## Exercise brief
Only the number is wanted: how many lines of the data contain "format"?

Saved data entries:
//! CLI for the cdxfetch retrying GET helper.

mod commands;

use anyhow::Result;
use clap::{Args, Parser, Subcommand};
use cdxfetch_core::config;
use std::path::PathBuf;

use commands::{run_get, run_known_hosts};

/// Top-level CLI.
#[derive(Debug, Parser)]
#[command(name = "cdxfetch")]
#[command(about = "cdxfetch: retrying GET for flaky CDX index servers", long_about = None)]
pub struct Cli {
    #[command(subcommand)]
    pub command: CliCommand,
}

#[derive(Debug, Subcommand)]
pub enum CliCommand {
    /// Fetch a URL, retrying transient failures.
    Get(GetArgs),

    /// List hostnames whose DNS failures are retried instead of fatal.
    KnownHosts,
}

#[derive(Debug, Args)]
pub struct GetArgs {
    /// HTTP/HTTPS URL to fetch.
    pub url: String,

    /// Query parameter, repeatable (e.g. -p url=example.com/* -p limit=10).
    #[arg(short = 'p', long = "param", value_name = "KEY=VALUE", value_parser = parse_param)]
    pub params: Vec<(String, String)>,

    /// Extra request header, repeatable (e.g. -H "Accept: application/json").
    #[arg(short = 'H', long = "header", value_name = "NAME:VALUE", value_parser = parse_header)]
    pub headers: Vec<(String, String)>,

    /// Treat 400/404 as "no captures found" (CDX index query).
    #[arg(long)]
    pub index_query: bool,

    /// Treat 404 as an empty result.
    #[arg(long = "allow-404")]
    pub allow_404: bool,

    /// Status code that is an expected, non-error answer.
    #[arg(long, value_name = "STATUS")]
    pub expect_status: Option<u16>,

    /// Write the body to FILE instead of stdout.
    #[arg(short, long, value_name = "FILE")]
    pub output: Option<PathBuf>,
}

fn parse_param(s: &str) -> Result<(String, String), String> {
    match s.split_once('=') {
        Some((k, v)) if !k.trim().is_empty() => Ok((k.trim().to_string(), v.to_string())),
        _ => Err(format!("expected KEY=VALUE, got {s:?}")),
    }
}

fn parse_header(s: &str) -> Result<(String, String), String> {
    match s.split_once(':') {
        Some((k, v)) if !k.trim().is_empty() => Ok((k.trim().to_string(), v.trim().to_string())),
        _ => Err(format!("expected NAME:VALUE, got {s:?}")),
    }
}

impl CliCommand {
    pub async fn run_from_args() -> Result<()> {
        let cli = Cli::parse();
        let cfg = config::load_or_init()?;
        tracing::debug!("loaded config: {:?}", cfg);

        match cli.command {
            CliCommand::Get(args) => run_get(&cfg, args).await?,
            CliCommand::KnownHosts => run_known_hosts(&cfg),
        }

        Ok(())
    }
}

#[cfg(test)]
mod tests;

## Task output
2